If a line in the data below holds the word "pass", copy it.

Dataset extract START

impl<M, S, R> OfflineQueue<M, S, R>
where
    M: MutationPayload,
    S: IKeyValueStore,
    R: IRemoteSubmitter<M>,
{
    /// Load the persisted queue and repair it: items past retention are
    /// dropped, items left `syncing` by an interrupted run go back to
    /// `pending`.
    pub async fn open(
        store: Arc<S>,
        submitter: Arc<R>,
        notifier: Arc<dyn INotifier>,
        network: NetworkMonitor,
        config: OfflineConfig,
    ) -> HsseResult<Self> {
        let slot = QueueSlot::from_config(&config);
        let mut items: Vec<QueuedMutation<M>> = slot.load(store.as_ref()).await?;
        let recovery = persistence::recover(&mut items, now_ms(), slot.retention_ms());
        if recovery.changed() {
            events::queue_recovered(recovery.expired, recovery.interrupted);
            slot.save(store.as_ref(), items.as_slice()).await?;
        }
        tracing::debug!(
            namespace = %slot.namespace,
            loaded = items.len(),
            "offline queue: opened"
        );

        Ok(Self {
            store,
            submitter,
            notifier,
            network,
            config,
            slot,
            items: Mutex::new(items),
            syncing: AtomicBool::new(false),
            last_sync_at: AtomicI64::new(NEVER),
            abandoned: StdMutex::new(Vec::new()),
        })
    }

    /// Submit directly when online; otherwise queue for later.
    ///
    /// A rejection while online is returned as `HsseError::Submission` and is
    /// not retried. A store failure while queueing is returned as-is and
    /// leaves nothing queued.
    pub async fn enqueue_or_submit(&self, payload: M) -> HsseResult<SubmitOutcome> {
        if !self.network.is_online() {
            let local_id = self.enqueue(payload).await?;
            return Ok(SubmitOutcome::Queued { local_id });
        }

        let local_id = generate_local_id();
        match self.submitter.submit(&local_id, &payload).await {
            Ok(receipt) => Ok(SubmitOutcome::Submitted { receipt }),
            Err(e) => {
                events::direct_submit_failed(&payload.label(), &e.to_string());
                Err(HsseError::Submission(e))
            }
        }
    }

    /// Queue a write regardless of reachability. Returns its local id once
    /// the updated list is persisted.
    pub async fn enqueue(&self, payload: M) -> HsseResult<String> {
        let label = payload.label();
        let mut items = self.lock_items().await;

        let local_id = loop {
            let candidate = generate_local_id();
            if !items.iter().any(|i| i.local_id == candidate) {
                break candidate;
            }
        };
        items.push(QueuedMutation::new(local_id.clone(), payload, now_ms()));

        if let Err(e) = self.slot.save(self.store.as_ref(), items.as_slice()).await {
            items.pop();
            return Err(e);
        }
        let queue_len = items.len();
        drop(items);

        events::mutation_queued(&local_id, &label, queue_len);
        self.notifier.notify(notify::queued_offline(&label));
        Ok(local_id)
    }

    /// Deliver every pending or failed item concurrently, then write the
    /// updated list back once.
    ///
    /// Skipped (no error) when offline, when another pass is running, or
    /// when nothing is waiting. Per-item delivery failures are recorded on
    /// the item; only a write-back failure is returned as an error.
    pub async fn sync_all(&self) -> HsseResult<SyncReport> {
        if !self.network.is_online() {
            return Ok(self.skip(SyncRunStatus::Offline));
        }
        let Some(_guard) = SyncGuard::acquire(&self.syncing) else {
            return Ok(self.skip(SyncRunStatus::AlreadyRunning));
        };

        let (batch, claim) = self.claim_deliverable().await;
        if batch.is_empty() {
            claim.release();
            return Ok(self.skip(SyncRunStatus::NothingToSync));
        }

        let span = sync_span!(self.slot.namespace, batch.len());
        self.deliver_batch(batch, claim).instrument(span).await
    }

    /// Lock the item list, first returning items abandoned by a cancelled
    /// pass or retry to `pending`.
    async fn lock_items(&self) -> MutexGuard<'_, Vec<QueuedMutation<M>>> {
        let mut items = self.items.lock().await;
        let abandoned = std::mem::take(
            &mut *self
                .abandoned
                .lock()
                .unwrap_or_else(PoisonError::into_inner),
        );
        if !abandoned.is_empty() {
            let reset = items
                .iter_mut()
                .filter(|i| abandoned.contains(&i.local_id))
                .map(QueuedMutation::reset_interrupted)
                .filter(|&reset| reset)
                .count();
            if reset > 0 {
                tracing::warn!(reset, "offline queue: returned cancelled deliveries to pending");
            }
        }
        items
    }

    /// Move every deliverable item to `syncing` and hand back what to send,
    /// with a guard over the claimed ids.
    async fn claim_deliverable(&self) -> (Vec<(String, M)>, ClaimGuard<'_>) {
        let now = now_ms();
        let mut items = self.lock_items().await;
        let batch: Vec<(String, M)> = items
            .iter_mut()
            .filter(|item| item.sync_status.is_deliverable())
            .filter_map(|item| {
                item.begin_attempt(now).ok()?;
                Some((item.local_id.clone(), item.payload.clone()))
            })
            .collect();
        let ids = batch.iter().map(|(id, _)| id.clone()).collect();
        (batch, ClaimGuard::new(&self.abandoned, ids))
    }

    async fn deliver_batch(&self, batch: Vec<(String, M)>, claim: ClaimGuard<'_>) -> HsseResult<SyncReport> {
        let started = Instant::now();
        let mut unreported: HashSet<String> = batch.iter().map(|(id, _)| id.clone()).collect();

        let mut tasks = JoinSet::new();
        for (local_id, payload) in batch {
            let submitter = Arc::clone(&self.submitter);
            tasks.spawn(async move {
                let result = submitter.submit(&local_id, &payload).await;
                (local_id, result)
            });
        }

        let mut outcomes = Vec::with_capacity(unreported.len());
        while let Some(joined) = tasks.join_next().await {
            match joined {
                Ok(outcome) => outcomes.push(outcome),
                Err(e) => tracing::error!("offline queue: delivery task aborted: {e}"),
            }
        }

        let mut report = SyncReport::default();
        let mut items = self.lock_items().await;

        for (local_id, result) in outcomes {
            unreported.remove(&local_id);
            // Discarded while in flight.
            let Some(item) = items.iter_mut().find(|i| i.local_id == local_id) else {
                continue;
            };
            match result {
                Ok(_) => {
                    item.mark_synced()?;
                    report.synced += 1;
                }
                Err(e) => {
                    let reason = e.to_string();
                    events::item_sync_failed(&local_id, item.attempts, &reason);
                    item.mark_failed(reason.clone())?;
                    report.failed += 1;
                    report.failures.push((local_id, reason));
                }
            }
        }

        for local_id in unreported {
            if let Some(item) = items.iter_mut().find(|i| i.local_id == local_id) {
                let reason = "delivery task aborted".to_string();
                item.mark_failed(reason.clone())?;
                report.failed += 1;
                report.failures.push((local_id, reason));
            }
        }
        claim.release();

        self.slot.save(self.store.as_ref(), items.as_slice()).await?;
        drop(items);

        self.last_sync_at.store(now_ms(), Ordering::Release);
        events::sync_completed(report.synced, report.failed, started.elapsed().as_millis());
        self.notifier
            .notify(notify::sync_summary(report.synced, report.failed));
        Ok(report)
    }

    fn skip(&self, status: SyncRunStatus) -> SyncReport {
        events::sync_skipped(status.as_str());
        SyncReport::skipped(status)
    }

    /// Retry one item now. Returns its resulting status (`Synced` or
    /// `Failed`); other items are untouched.
    ///
    /// Errors with `NotFound` for an unknown id, `Offline` when unreachable,
    /// and `InvalidTransition` when the item is already synced or mid-sync.
    pub async fn retry(&self, local_id: &str) -> HsseResult<SyncStatus> {
        let payload = {
            let mut items = self.lock_items().await;
            let item = items
                .iter_mut()
                .find(|i| i.local_id == local_id)
                .ok_or_else(|| not_found(local_id))?;
            if !self.network.is_online() {
                return Err(HsseError::Offline);
            }
            item.begin_attempt(now_ms())?;
            item.payload.clone()
        };
        let claim = ClaimGuard::new(&self.abandoned, vec![local_id.to_string()]);

        let result = self
            .submitter
            .submit(local_id, &payload)
            .instrument(retry_span!(local_id))
            .await;

        let mut items = self.lock_items().await;
        let item = items
            .iter_mut()
            .find(|i| i.local_id == local_id)
            .ok_or_else(|| not_found(local_id))?;
        let label = item.payload.label();
        let notification = match result {
            Ok(_) => {
                item.mark_synced()?;
                notify::retry_succeeded(&label)
            }
            Err(e) => {
                let reason = e.to_string();
                events::item_sync_failed(local_id, item.attempts, &reason);
                item.mark_failed(reason.clone())?;
                notify::retry_failed(&label, &reason)
            }
        };
        let status = item.sync_status;
        claim.release();

        self.slot.save(self.store.as_ref(), items.as_slice()).await?;
        drop(items);

        self.notifier.notify(notification);
        Ok(status)
    }

    /// Remove an item whatever its status. Returns whether it existed.
    pub async fn discard(&self, local_id: &str) -> HsseResult<bool> {
        let mut items = self.lock_items().await;
        let Some(index) = items.iter().position(|i| i.local_id == local_id) else {
            return Ok(false);
        };
        let removed = items.remove(index);
        if let Err(e) = self.slot.save(self.store.as_ref(), items.as_slice()).await {
            items.insert(index, removed);
            return Err(e);
        }
        tracing::info!(local_id = %local_id, "offline queue: item discarded");
        Ok(true)
    }

    /// Prune synced items from storage. Returns how many were removed.
    pub async fn clear_synced(&self) -> HsseResult<usize> {
        let mut items = self.lock_items().await;
        let before = items.len();
        let kept: Vec<QueuedMutation<M>> = items.iter().filter(|i| i.is_active()).cloned().collect();
        let removed = before - kept.len();
        if removed > 0 {
            self.slot.save(self.store.as_ref(), &kept).await?;
            *items = kept;
        }
        Ok(removed)
    }

    /// Active items (not synced), in enqueue order.
    pub async fn pending(&self) -> Vec<QueuedMutation<M>> {
        self.lock_items()
            .await
            .iter()
            .filter(|i| i.is_active())
            .cloned()
            .collect()
    }

    pub async fn pending_count(&self) -> usize {
        self.lock_items().await.iter().filter(|i| i.is_active()).count()
    }

    /// Every retained item, synced ones included.
    pub async fn items(&self) -> Vec<QueuedMutation<M>> {
        self.lock_items().await.clone()
    }

    pub async fn get(&self, local_id: &str) -> Option<QueuedMutation<M>> {
        self.lock_items()
            .await
            .iter()
            .find(|i| i.local_id == local_id)
            .cloned()
    }

    pub async fn status(&self) -> QueueStatus {
        let items = self.lock_items().await;
        let count = |s: SyncStatus| items.iter().filter(|i| i.sync_status == s).count();
        let last = self.last_sync_at.load(Ordering::Acquire);
        QueueStatus {
            online: self.network.is_online(),
            syncing: self.is_syncing(),
            pending: items.iter().filter(|i| i.is_active()).count(),
            failed: count(SyncStatus::Failed),
            synced_retained: count(SyncStatus::Synced),
            last_sync_at: (last != NEVER).then_some(last),
        }
    }

    /// Whether a `sync_all` pass is in progress.
    pub fn is_syncing(&self) -> bool {
        self.syncing.load(Ordering::Acquire)
    }

    pub fn network(&self) -> &NetworkMonitor {
        &self.network
    }

    pub fn config(&self) -> &OfflineConfig {
        &self.config
    }
}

Dataset extract END

Written answer »
    /// Skipped (no error) when offline, when another pass is running, or
    /// pass or retry to `pending`.
    /// Whether a `sync_all` pass is in progress.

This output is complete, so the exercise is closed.